Addison Coleman’s life is one big “What if?” As a Searcher, whenever Addie is faced with a choice, she can look into the future and see both outcomes. It’s the ultimate insurance plan against disaster. Or so she thought. When Addie’s parents ambush her with the news of their divorce, she has to pick who she wants to live with—her father, who is leaving the paranormal compound to live among the “Norms,” or her mother, who is staying in the life Addie has always known. Addie loves her life just as it is, so her answer should be easy. One Search six weeks into the future proves it’s not.

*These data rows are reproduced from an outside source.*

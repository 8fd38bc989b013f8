//! Error types for export.

use thiserror::Error;

/// Errors that can occur while exporting a content subtree.
#[derive(Debug, Error)]
pub enum Error {
    /// The first segment of the starting point names no site.
    #[error("no site found for node name \"{0}\"")]
    SiteNotFound(String),

    /// The starting point does not resolve in any source combination.
    #[error("node not found: {0}")]
    NodeNotFound(String),

    /// No dimension combination has the requested source language.
    #[error("no dimension combination has {dimension} \"{language}\"")]
    UnknownSourceLanguage { dimension: String, language: String },

    /// Content store error.
    #[error("{0}")]
    Store(#[from] nodex_store::Error),

    /// Common library error.
    #[error("{0}")]
    Common(#[from] nodex_common::Error),

    /// I/O error.
    #[error("I/O error: {0}")]
    Io(#[from] std::io::Error),

    /// A dimension or property name cannot be written as an element name.
    #[error("\"{0}\" is not a valid XML element name")]
    InvalidXmlName(String),

    /// XML writing error.
    #[error("XML error: {0}")]
    Xml(String),

    /// UTF-8 encoding error.
    #[error("UTF-8 error: {0}")]
    Utf8(#[from] std::string::FromUtf8Error),

    /// Settings file could not be decoded.
    #[error("invalid settings: {0}")]
    Settings(#[from] toml::de::Error),
}

/// Result type for export operations.
pub type Result<T> = std::result::Result<T, Error>;
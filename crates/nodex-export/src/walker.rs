//! Content walker for exports that exclude child documents.
//!
//! The walker lists a node and everything below it that is reachable through
//! non-document nodes only. Children are always queried with a filter that
//! excludes document types, so a document below the root is neither returned
//! nor expanded.

use nodex_common::NodeVariantRecord;
use nodex_store::{ChildQuery, ContentContext, NodeStoreReader, NodeTypeFilter};

use crate::Result;

/// Depth-first, pre-order walk over the content of a document.
pub struct ContentWalker<'a, R: NodeStoreReader + ?Sized> {
    reader: &'a R,
    filter: NodeTypeFilter,
}

impl<'a, R: NodeStoreReader + ?Sized> ContentWalker<'a, R> {
    /// Create a walker that stops at nodes of `document_node_type` (and its
    /// sub types).
    pub fn new(reader: &'a R, document_node_type: &str) -> Self {
        Self {
            reader,
            filter: NodeTypeFilter::excluding(document_node_type),
        }
    }

    /// Walk from `root`, returning the root followed by its content
    /// descendants in pre-order.
    ///
    /// Uses an explicit stack, so tree depth is bounded by memory only.
    pub fn walk(&self, root: NodeVariantRecord, context: &ContentContext) -> Result<Vec<NodeVariantRecord>> {
        let mut visited = Vec::new();
        let mut pending = vec![root];

        while let Some(node) = pending.pop() {
            let query = ChildQuery {
                parent_path: &node.path,
                node_type_filter: Some(&self.filter),
                workspace: &context.workspace,
                dimensions: &context.dimensions,
                include_removed: context.removed_content_shown,
                recursive: false,
                privilege: &context.privilege,
            };
            let children = self.reader.find_children(&query)?;

            // Reversed so the first child is popped next.
            pending.extend(children.into_iter().rev());
            visited.push(node);
        }

        Ok(visited)
    }
}

#[cfg(test)]
mod tests {
    use super::*;
    use nodex_common::Dimensions;
    use nodex_store::{MemoryStore, NodeTypeDefinition, ReadPrivilege, Snapshot};

    fn node(identifier: &str, path: &str, node_type: &str) -> NodeVariantRecord {
        NodeVariantRecord::new(identifier, path, node_type).with_dimension("language", ["en"])
    }

    fn store() -> MemoryStore {
        let snapshot = Snapshot::new()
            .node_type("Neos.Neos:Document", NodeTypeDefinition::default())
            .node_type(
                "Acme:Page",
                NodeTypeDefinition::default().extends("Neos.Neos:Document"),
            )
            .node(node("page", "/sites/acme/about", "Acme:Page"))
            .node(node("main", "/sites/acme/about/main", "Acme:Collection"))
            .node(node("t1", "/sites/acme/about/main/t1", "Acme:Text"))
            .node(node("t2", "/sites/acme/about/main/t2", "Acme:Text"))
            .node(node("t1-quote", "/sites/acme/about/main/t1/quote", "Acme:Text"))
            .node(node("team", "/sites/acme/about/team", "Acme:Page"))
            .node(node("team-main", "/sites/acme/about/team/main", "Acme:Collection"))
            .node(node("footer", "/sites/acme/about/footer", "Acme:Collection"));
        MemoryStore::from_snapshot(snapshot).unwrap()
    }

    #[test]
    fn test_walk_is_preorder_and_stops_at_documents() {
        let store = store();
        let context = ContentContext::new("live", Dimensions::new().with("language", ["en"]))
            .with_privilege(ReadPrivilege::Elevated);
        let root = store.get_node("/sites/acme/about", &context).unwrap().unwrap();

        let walker = ContentWalker::new(&store, "Neos.Neos:Document");
        let visited: Vec<_> = walker
            .walk(root, &context)
            .unwrap()
            .into_iter()
            .map(|r| r.identifier)
            .collect();

        assert_eq!(visited, vec!["page", "footer", "main", "t1", "t1-quote", "t2"]);
    }

    #[test]
    fn test_walk_leaf() {
        let store = store();
        let context = ContentContext::new("live", Dimensions::new().with("language", ["en"]));
        let leaf = store.get_node("/sites/acme/about/main/t2", &context).unwrap().unwrap();

        let visited = ContentWalker::new(&store, "Neos.Neos:Document")
            .walk(leaf, &context)
            .unwrap();
        assert_eq!(visited.len(), 1);
    }
}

In one potential future, Addie is adjusting to life outside the Compound as the new girl in a Norm high school where she meets Trevor, a cute, sensitive artist who understands her. In the other path, Addie is being pursued by the hottest guy in school—but she never wanted to be a quarterback’s girlfriend. When Addie’s father is asked to consult on a murder in the Compound, she’s unwittingly drawn into a dangerous game that threatens everything she holds dear. With love and loss in both lives, it all comes down to which reality she’s willing to live through . . . and who she can’t live without.
“Laila, what do I have to do to get you here on time?” Mr. Caston asked. “Move the buildings closer together?” “Funny, Ms. Stader. Warning today. Lunch detention tomorrow. Walk faster.”

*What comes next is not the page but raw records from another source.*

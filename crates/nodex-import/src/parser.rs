//! Parse export XML into an [`ExportDocument`].

use std::collections::BTreeMap;
use std::path::Path;

use quick_xml::events::{BytesStart, Event};
use quick_xml::Reader;
use tracing::debug;

use crate::document::{ExportDocument, ExportedNode, ExportedVariant};
use crate::{Error, Result};

/// The only format version this reader understands.
pub const SUPPORTED_FORMAT_VERSION: &str = "1.0";

/// Parse an export document from XML text.
///
/// # Example
///
/// ```no_run
/// let xml = std::fs::read_to_string("acme-en.xml")?;
/// let document = nodex_import::parse(&xml)?;
///
/// for node in &document.nodes {
///     println!("{} ({} variants)", node.identifier, node.variants.len());
/// }
/// # Ok::<(), Box<dyn std::error::Error>>(())
/// ```
pub fn parse(xml: &str) -> Result<ExportDocument> {
    let mut reader = Reader::from_str(xml);
    reader.config_mut().trim_text(true);

    let mut builder = DocumentBuilder::default();

    loop {
        match reader.read_event() {
            Ok(Event::Start(e)) => builder.start_element(&e)?,
            Ok(Event::Empty(e)) => {
                builder.start_element(&e)?;
                builder.end_element();
            }
            Ok(Event::End(_)) => builder.end_element(),
            Ok(Event::Text(e)) => {
                let text = e.unescape().map_err(|e| Error::Xml(e.to_string()))?;
                builder.text(&text);
            }
            Ok(Event::CData(e)) => {
                // Split sections are adjacent; appending joins them again.
                let text = std::str::from_utf8(&e)?;
                builder.text(text);
            }
            Ok(Event::Eof) => break,
            Ok(_) => {} // Declarations, comments, processing instructions
            Err(e) => return Err(Error::Xml(format!("XML parse error: {}", e))),
        }
    }

    builder.finish()
}

/// Read and parse an export file.
pub fn read_file<P: AsRef<Path>>(path: P) -> Result<ExportDocument> {
    let xml = std::fs::read_to_string(path)?;
    parse(&xml)
}

/// Collects parser events into a document.
#[derive(Default)]
struct DocumentBuilder {
    stack: Vec<String>,
    document: Option<ExportDocument>,
    nodes_seen: bool,
    node: Option<ExportedNode>,
    variant: Option<ExportedVariant>,
    dimensions: BTreeMap<String, Vec<String>>,
    text: String,
}

impl DocumentBuilder {
    fn start_element(&mut self, e: &BytesStart<'_>) -> Result<()> {
        let name = String::from_utf8_lossy(e.name().as_ref()).into_owned();
        let parent = self.stack.last().map(String::as_str);

        match (parent, name.as_str()) {
            (None, "content") => {
                let attributes = attributes(e)?;
                let required = |attribute: &'static str| {
                    attributes.get(attribute).cloned().ok_or(Error::MissingAttribute {
                        element: "content",
                        attribute,
                    })
                };
                self.document = Some(ExportDocument {
                    site_name: required("name")?,
                    site_package_key: required("sitePackageKey")?,
                    workspace: required("workspace")?,
                    source_language: required("sourceLanguage")?,
                    target_language: attributes.get("targetLanguage").cloned(),
                    modified_after: attributes.get("modifiedAfter").cloned(),
                    ..Default::default()
                });
            }
            (Some("content"), "nodes") => {
                let version = attributes(e)?.remove("formatVersion");
                if version.as_deref() != Some(SUPPORTED_FORMAT_VERSION) {
                    return Err(Error::UnsupportedFormatVersion {
                        found: version,
                        expected: SUPPORTED_FORMAT_VERSION,
                    });
                }
                if let Some(document) = self.document.as_mut() {
                    document.format_version = SUPPORTED_FORMAT_VERSION.to_string();
                }
                self.nodes_seen = true;
            }
            (Some("nodes"), "node") => {
                let mut attributes = attributes(e)?;
                self.node = Some(ExportedNode {
                    identifier: attributes.remove("identifier").ok_or(Error::MissingAttribute {
                        element: "node",
                        attribute: "identifier",
                    })?,
                    node_name: attributes.remove("nodeName").unwrap_or_default(),
                    variants: Vec::new(),
                });
            }
            (Some("node"), "variant") => {
                let node_type = attributes(e)?.remove("nodeType").ok_or(Error::MissingAttribute {
                    element: "variant",
                    attribute: "nodeType",
                })?;
                self.variant = Some(ExportedVariant {
                    node_type,
                    ..Default::default()
                });
                self.dimensions.clear();
            }
            _ => {}
        }

        self.text.clear();
        self.stack.push(name);
        Ok(())
    }

    fn end_element(&mut self) {
        let Some(name) = self.stack.pop() else {
            return;
        };
        let parent = self.stack.last().map(String::as_str);

        match (parent, name.as_str()) {
            (Some("dimensions"), _) => {
                self.dimensions
                    .entry(name.clone())
                    .or_default()
                    .push(std::mem::take(&mut self.text));
            }
            (Some("properties"), _) => {
                if let Some(variant) = self.variant.as_mut() {
                    variant.properties.insert(name.clone(), std::mem::take(&mut self.text));
                }
            }
            (Some("node"), "variant") => {
                if let (Some(node), Some(mut variant)) = (self.node.as_mut(), self.variant.take()) {
                    variant.dimensions = std::mem::take(&mut self.dimensions).into_iter().collect();
                    node.variants.push(variant);
                }
            }
            (Some("nodes"), "node") => {
                if let (Some(document), Some(node)) = (self.document.as_mut(), self.node.take()) {
                    debug!(identifier = %node.identifier, variants = node.variants.len(), "read node");
                    document.nodes.push(node);
                }
            }
            _ => {}
        }
    }

    fn text(&mut self, text: &str) {
        let in_value = self.stack.len() >= 2
            && matches!(
                self.stack[self.stack.len() - 2].as_str(),
                "dimensions" | "properties"
            );
        if in_value {
            self.text.push_str(text);
        }
    }

    fn finish(self) -> Result<ExportDocument> {
        let document = self.document.ok_or(Error::MissingElement("content"))?;
        if !self.nodes_seen {
            return Err(Error::UnsupportedFormatVersion {
                found: None,
                expected: SUPPORTED_FORMAT_VERSION,
            });
        }
        Ok(document)
    }
}

fn attributes(e: &BytesStart<'_>) -> Result<BTreeMap<String, String>> {
    let mut map = BTreeMap::new();
    for attr in e.attributes() {
        let attr = attr.map_err(|e| Error::Xml(e.to_string()))?;
        let key = String::from_utf8_lossy(attr.key.as_ref()).into_owned();
        let value = attr
            .unescape_value()
            .map_err(|e| Error::Xml(e.to_string()))?
            .into_owned();
        map.insert(key, value);
    }
    Ok(map)
}

#[cfg(test)]
mod tests {
    use super::*;

    const DOCUMENT: &str = r#"<?xml version="1.0" encoding="UTF-8"?>
<content name="Acme" sitePackageKey="Acme.Site" workspace="live" sourceLanguage="en" targetLanguage="de">
  <nodes formatVersion="1.0">
    <node identifier="a1" nodeName="about">
      <variant nodeType="Acme:Page">
        <dimensions>
          <language>en</language>
          <region>gb</region>
          <region>us</region>
        </dimensions>
        <properties>
          <subtitle type="string"/>
          <title type="string"><![CDATA[Use ]]]]><![CDATA[> carefully]]></title>
        </properties>
      </variant>
    </node>
    <node identifier="b2" nodeName="team">
      <variant nodeType="Acme:Page">
        <dimensions/>
        <properties/>
      </variant>
    </node>
  </nodes>
</content>
"#;

    #[test]
    fn test_parse_document() {
        let document = parse(DOCUMENT).unwrap();
        assert_eq!(document.site_name, "Acme");
        assert_eq!(document.site_package_key, "Acme.Site");
        assert_eq!(document.source_language, "en");
        assert_eq!(document.target_language.as_deref(), Some("de"));
        assert_eq!(document.format_version, "1.0");
        assert_eq!(document.nodes.len(), 2);
        assert_eq!(document.variant_count(), 2);

        let about = document.node("a1").unwrap();
        assert_eq!(about.node_name, "about");
        let variant = &about.variants[0];
        assert_eq!(variant.dimensions.effective("language"), Some("en"));
        assert_eq!(variant.dimensions.get("region").map(<[String]>::len), Some(2));
        assert_eq!(variant.properties["title"], "Use ]]> carefully");
        assert_eq!(variant.properties["subtitle"], "");

        let team = document.node("b2").unwrap();
        assert!(team.variants[0].dimensions.is_empty());
        assert!(team.variants[0].properties.is_empty());
    }

    #[test]
    fn test_read_file() {
        let dir = tempfile::tempdir().unwrap();
        let path = dir.path().join("acme-en.xml");
        std::fs::write(&path, DOCUMENT).unwrap();

        let document = read_file(&path).unwrap();
        assert_eq!(document.nodes.len(), 2);
        assert!(matches!(read_file(dir.path().join("missing.xml")), Err(Error::Io(_))));
    }

    #[test]
    fn test_rejects_other_format_version() {
        let xml = DOCUMENT.replace("formatVersion=\"1.0\"", "formatVersion=\"2.0\"");
        match parse(&xml) {
            Err(Error::UnsupportedFormatVersion { found, .. }) => {
                assert_eq!(found.as_deref(), Some("2.0"));
            }
            other => panic!("unexpected result: {other:?}"),
        }
    }

    #[test]
    fn test_rejects_missing_format_version() {
        let xml = r#"<content name="A" sitePackageKey="A.Site" workspace="live" sourceLanguage="en"><nodes/></content>"#;
        assert!(matches!(
            parse(xml),
            Err(Error::UnsupportedFormatVersion { found: None, .. })
        ));

        let xml = r#"<content name="A" sitePackageKey="A.Site" workspace="live" sourceLanguage="en"/>"#;
        assert!(matches!(
            parse(xml),
            Err(Error::UnsupportedFormatVersion { found: None, .. })
        ));
    }

    #[test]
    fn test_missing_content_attribute() {
        let xml = r#"<content name="A" workspace="live" sourceLanguage="en"><nodes formatVersion="1.0"/></content>"#;
        assert!(matches!(
            parse(xml),
            Err(Error::MissingAttribute {
                attribute: "sitePackageKey",
                ..
            })
        ));
    }

    #[test]
    fn test_not_an_export() {
        assert!(matches!(parse("<other/>"), Err(Error::MissingElement("content"))));
    }
}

West, Kasie (2013-02-12). Pivot Point (p. 3). HarperCollins. Kindle Edition.
As I open my bag of chips, Laila leans forward. “This stage isn’t very high, right?” What is she talking about? I follow her gaze to the ground. “I guess not.” “So it wouldn’t hurt too bad if someone got pushed off?” I look to the left, where several other regulars are lined up along the stage, lunches on their laps, feet dangling. “Who’s getting—” Before I can finish my sentence, she grabs my arm and flings me off the stage. I gasp in shock, wondering what evil plan this act has accomplished. I don’t have to wonder too long when Duke practically trips over me. “Are you okay?” he asks as I collect my scattered lunch. “Fine.” I shove my sandwich and chips into my ripped lunch bag and straighten up. “Addie,” Laila says, feigning concern and jumping down next to me. “Did you get hurt? What happened?” But her “concern” is instantly replaced with a smile for Duke. “Hey, Duke, we didn’t see you.” More like I didn’t see him. Laila quite obviously saw him from a mile away.
West, Kasie (2013-02-12). Pivot Point (pp. 59-60). HarperCollins. Kindle Edition.